- **Problem statement**
Are you able to retype all the records below exactly?

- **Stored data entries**
*-*-*
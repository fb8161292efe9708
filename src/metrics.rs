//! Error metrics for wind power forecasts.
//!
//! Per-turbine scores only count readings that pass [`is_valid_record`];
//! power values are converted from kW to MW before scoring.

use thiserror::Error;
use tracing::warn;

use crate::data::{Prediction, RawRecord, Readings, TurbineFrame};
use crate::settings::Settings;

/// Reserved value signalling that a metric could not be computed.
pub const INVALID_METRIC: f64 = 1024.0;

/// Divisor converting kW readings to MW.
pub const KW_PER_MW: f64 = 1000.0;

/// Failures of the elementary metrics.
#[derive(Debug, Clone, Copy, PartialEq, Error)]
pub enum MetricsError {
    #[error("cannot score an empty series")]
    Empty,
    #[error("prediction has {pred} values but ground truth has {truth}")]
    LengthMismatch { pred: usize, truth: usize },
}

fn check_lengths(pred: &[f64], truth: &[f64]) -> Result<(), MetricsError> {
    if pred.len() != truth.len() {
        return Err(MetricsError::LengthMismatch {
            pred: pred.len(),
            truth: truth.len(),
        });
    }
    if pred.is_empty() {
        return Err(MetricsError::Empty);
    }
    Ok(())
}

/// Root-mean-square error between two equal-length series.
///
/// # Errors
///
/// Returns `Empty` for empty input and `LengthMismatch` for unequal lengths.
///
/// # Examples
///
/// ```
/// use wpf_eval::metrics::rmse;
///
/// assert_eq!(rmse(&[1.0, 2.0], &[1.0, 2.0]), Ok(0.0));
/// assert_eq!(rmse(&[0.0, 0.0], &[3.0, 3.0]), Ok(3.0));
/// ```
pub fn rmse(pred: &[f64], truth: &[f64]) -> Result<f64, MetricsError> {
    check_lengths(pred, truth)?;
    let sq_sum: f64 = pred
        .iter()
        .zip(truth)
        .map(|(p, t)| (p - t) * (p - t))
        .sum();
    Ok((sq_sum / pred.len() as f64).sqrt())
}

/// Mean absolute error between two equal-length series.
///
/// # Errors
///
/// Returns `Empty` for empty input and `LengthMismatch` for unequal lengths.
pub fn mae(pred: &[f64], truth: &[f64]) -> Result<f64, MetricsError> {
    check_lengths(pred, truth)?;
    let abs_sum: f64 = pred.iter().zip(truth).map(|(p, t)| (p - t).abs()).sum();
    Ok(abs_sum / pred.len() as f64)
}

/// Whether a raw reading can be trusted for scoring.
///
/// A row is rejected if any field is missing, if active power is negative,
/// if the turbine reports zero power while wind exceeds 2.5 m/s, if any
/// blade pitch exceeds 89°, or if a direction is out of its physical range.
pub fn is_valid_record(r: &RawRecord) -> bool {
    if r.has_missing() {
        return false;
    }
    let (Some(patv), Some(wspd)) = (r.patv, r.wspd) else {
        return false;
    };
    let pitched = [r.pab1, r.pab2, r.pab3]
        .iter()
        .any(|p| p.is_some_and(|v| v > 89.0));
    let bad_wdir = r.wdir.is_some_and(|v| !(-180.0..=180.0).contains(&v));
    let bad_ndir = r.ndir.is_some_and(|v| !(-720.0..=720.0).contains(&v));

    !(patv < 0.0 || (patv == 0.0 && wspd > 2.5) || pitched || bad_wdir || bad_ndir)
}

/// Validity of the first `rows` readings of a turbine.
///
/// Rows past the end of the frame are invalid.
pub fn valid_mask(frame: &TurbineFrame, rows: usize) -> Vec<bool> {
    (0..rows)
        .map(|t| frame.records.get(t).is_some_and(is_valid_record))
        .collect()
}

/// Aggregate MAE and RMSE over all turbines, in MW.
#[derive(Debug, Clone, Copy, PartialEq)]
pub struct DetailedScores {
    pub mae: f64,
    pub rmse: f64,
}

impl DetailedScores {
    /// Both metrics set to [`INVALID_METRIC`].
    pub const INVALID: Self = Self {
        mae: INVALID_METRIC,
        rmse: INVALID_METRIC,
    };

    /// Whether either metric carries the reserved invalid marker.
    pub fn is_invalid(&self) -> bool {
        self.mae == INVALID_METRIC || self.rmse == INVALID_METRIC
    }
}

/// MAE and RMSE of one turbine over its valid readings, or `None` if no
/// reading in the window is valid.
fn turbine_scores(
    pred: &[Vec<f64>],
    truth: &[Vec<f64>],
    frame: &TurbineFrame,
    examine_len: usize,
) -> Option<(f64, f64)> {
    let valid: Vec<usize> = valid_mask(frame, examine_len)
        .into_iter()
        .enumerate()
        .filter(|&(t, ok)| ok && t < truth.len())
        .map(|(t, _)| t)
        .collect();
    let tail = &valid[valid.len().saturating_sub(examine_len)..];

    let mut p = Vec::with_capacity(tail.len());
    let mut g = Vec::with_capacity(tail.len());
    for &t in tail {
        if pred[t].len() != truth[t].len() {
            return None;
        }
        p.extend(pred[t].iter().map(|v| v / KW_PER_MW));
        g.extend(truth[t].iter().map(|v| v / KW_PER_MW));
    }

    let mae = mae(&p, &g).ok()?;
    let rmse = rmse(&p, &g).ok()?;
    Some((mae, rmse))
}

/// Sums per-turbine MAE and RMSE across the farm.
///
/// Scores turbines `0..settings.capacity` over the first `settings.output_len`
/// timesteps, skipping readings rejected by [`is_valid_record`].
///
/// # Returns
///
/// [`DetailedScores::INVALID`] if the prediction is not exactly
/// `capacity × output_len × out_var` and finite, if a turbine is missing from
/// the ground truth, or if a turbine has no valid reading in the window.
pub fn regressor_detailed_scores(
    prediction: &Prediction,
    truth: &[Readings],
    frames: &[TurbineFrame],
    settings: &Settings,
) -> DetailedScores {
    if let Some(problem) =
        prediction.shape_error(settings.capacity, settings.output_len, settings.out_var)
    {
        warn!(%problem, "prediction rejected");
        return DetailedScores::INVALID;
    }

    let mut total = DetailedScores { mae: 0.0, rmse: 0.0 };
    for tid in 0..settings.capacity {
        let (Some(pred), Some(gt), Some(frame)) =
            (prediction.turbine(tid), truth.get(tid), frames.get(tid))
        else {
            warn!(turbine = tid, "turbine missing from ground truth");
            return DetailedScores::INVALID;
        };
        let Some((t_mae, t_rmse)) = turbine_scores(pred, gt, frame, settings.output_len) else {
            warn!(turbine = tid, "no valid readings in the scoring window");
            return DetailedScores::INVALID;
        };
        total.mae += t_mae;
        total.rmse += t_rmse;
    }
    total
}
*-*-*
- **Worked solution**
repository fb8161292efe9708
filename src/metrics.rs
//! Error metrics for wind power forecasts.
//!
//! Per-turbine scores only count readings that pass [`is_valid_record`];
//! power values are converted from kW to MW before scoring.

use thiserror::Error;
use tracing::warn;

use crate::data::{Prediction, RawRecord, Readings, TurbineFrame};
use crate::settings::Settings;

/// Reserved value signalling that a metric could not be computed.
pub const INVALID_METRIC: f64 = 1024.0;

/// Divisor converting kW readings to MW.
pub const KW_PER_MW: f64 = 1000.0;

/// Failures of the elementary metrics.
#[derive(Debug, Clone, Copy, PartialEq, Error)]
pub enum MetricsError {
    #[error("cannot score an empty series")]
    Empty,
    #[error("prediction has {pred} values but ground truth has {truth}")]
    LengthMismatch { pred: usize, truth: usize },
}

fn check_lengths(pred: &[f64], truth: &[f64]) -> Result<(), MetricsError> {
    if pred.len() != truth.len() {
        return Err(MetricsError::LengthMismatch {
            pred: pred.len(),
            truth: truth.len(),
        });
    }
    if pred.is_empty() {
        return Err(MetricsError::Empty);
    }
    Ok(())
}

/// Root-mean-square error between two equal-length series.
///
/// # Errors
///
/// Returns `Empty` for empty input and `LengthMismatch` for unequal lengths.
///
/// # Examples
///
/// ```
/// use wpf_eval::metrics::rmse;
///
/// assert_eq!(rmse(&[1.0, 2.0], &[1.0, 2.0]), Ok(0.0));
/// assert_eq!(rmse(&[0.0, 0.0], &[3.0, 3.0]), Ok(3.0));
/// ```
pub fn rmse(pred: &[f64], truth: &[f64]) -> Result<f64, MetricsError> {
    check_lengths(pred, truth)?;
    let sq_sum: f64 = pred
        .iter()
        .zip(truth)
        .map(|(p, t)| (p - t) * (p - t))
        .sum();
    Ok((sq_sum / pred.len() as f64).sqrt())
}

/// Mean absolute error between two equal-length series.
///
/// # Errors
///
/// Returns `Empty` for empty input and `LengthMismatch` for unequal lengths.
pub fn mae(pred: &[f64], truth: &[f64]) -> Result<f64, MetricsError> {
    check_lengths(pred, truth)?;
    let abs_sum: f64 = pred.iter().zip(truth).map(|(p, t)| (p - t).abs()).sum();
    Ok(abs_sum / pred.len() as f64)
}

/// Whether a raw reading can be trusted for scoring.
///
/// A row is rejected if any field is missing, if active power is negative,
/// if the turbine reports zero power while wind exceeds 2.5 m/s, if any
/// blade pitch exceeds 89°, or if a direction is out of its physical range.
pub fn is_valid_record(r: &RawRecord) -> bool {
    if r.has_missing() {
        return false;
    }
    let (Some(patv), Some(wspd)) = (r.patv, r.wspd) else {
        return false;
    };
    let pitched = [r.pab1, r.pab2, r.pab3]
        .iter()
        .any(|p| p.is_some_and(|v| v > 89.0));
    let bad_wdir = r.wdir.is_some_and(|v| !(-180.0..=180.0).contains(&v));
    let bad_ndir = r.ndir.is_some_and(|v| !(-720.0..=720.0).contains(&v));

    !(patv < 0.0 || (patv == 0.0 && wspd > 2.5) || pitched || bad_wdir || bad_ndir)
}

/// Validity of the first `rows` readings of a turbine.
///
/// Rows past the end of the frame are invalid.
pub fn valid_mask(frame: &TurbineFrame, rows: usize) -> Vec<bool> {
    (0..rows)
        .map(|t| frame.records.get(t).is_some_and(is_valid_record))
        .collect()
}

/// Aggregate MAE and RMSE over all turbines, in MW.
#[derive(Debug, Clone, Copy, PartialEq)]
pub struct DetailedScores {
    pub mae: f64,
    pub rmse: f64,
}

impl DetailedScores {
    /// Both metrics set to [`INVALID_METRIC`].
    pub const INVALID: Self = Self {
        mae: INVALID_METRIC,
        rmse: INVALID_METRIC,
    };

    /// Whether either metric carries the reserved invalid marker.
    pub fn is_invalid(&self) -> bool {
        self.mae == INVALID_METRIC || self.rmse == INVALID_METRIC
    }
}

/// MAE and RMSE of one turbine over its valid readings, or `None` if no
/// reading in the window is valid.
fn turbine_scores(
    pred: &[Vec<f64>],
    truth: &[Vec<f64>],
    frame: &TurbineFrame,
    examine_len: usize,
) -> Option<(f64, f64)> {
    let valid: Vec<usize> = valid_mask(frame, examine_len)
        .into_iter()
        .enumerate()
        .filter(|&(t, ok)| ok && t < truth.len())
        .map(|(t, _)| t)
        .collect();
    let tail = &valid[valid.len().saturating_sub(examine_len)..];

    let mut p = Vec::with_capacity(tail.len());
    let mut g = Vec::with_capacity(tail.len());
    for &t in tail {
        if pred[t].len() != truth[t].len() {
            return None;
        }
        p.extend(pred[t].iter().map(|v| v / KW_PER_MW));
        g.extend(truth[t].iter().map(|v| v / KW_PER_MW));
    }

    let mae = mae(&p, &g).ok()?;
    let rmse = rmse(&p, &g).ok()?;
    Some((mae, rmse))
}

/// Sums per-turbine MAE and RMSE across the farm.
///
/// Scores turbines `0..settings.capacity` over the first `settings.output_len`
/// timesteps, skipping readings rejected by [`is_valid_record`].
///
/// # Returns
///
/// [`DetailedScores::INVALID`] if the prediction is not exactly
/// `capacity × output_len × out_var` and finite, if a turbine is missing from
/// the ground truth, or if a turbine has no valid reading in the window.
pub fn regressor_detailed_scores(
    prediction: &Prediction,
    truth: &[Readings],
    frames: &[TurbineFrame],
    settings: &Settings,
) -> DetailedScores {
    if let Some(problem) =
        prediction.shape_error(settings.capacity, settings.output_len, settings.out_var)
    {
        warn!(%problem, "prediction rejected");
        return DetailedScores::INVALID;
    }

    let mut total = DetailedScores { mae: 0.0, rmse: 0.0 };
    for tid in 0..settings.capacity {
        let (Some(pred), Some(gt), Some(frame)) =
            (prediction.turbine(tid), truth.get(tid), frames.get(tid))
        else {
            warn!(turbine = tid, "turbine missing from ground truth");
            return DetailedScores::INVALID;
        };
        let Some((t_mae, t_rmse)) = turbine_scores(pred, gt, frame, settings.output_len) else {
            warn!(turbine = tid, "no valid readings in the scoring window");
            return DetailedScores::INVALID;
        };
        total.mae += t_mae;
        total.rmse += t_rmse;
    }
    total
}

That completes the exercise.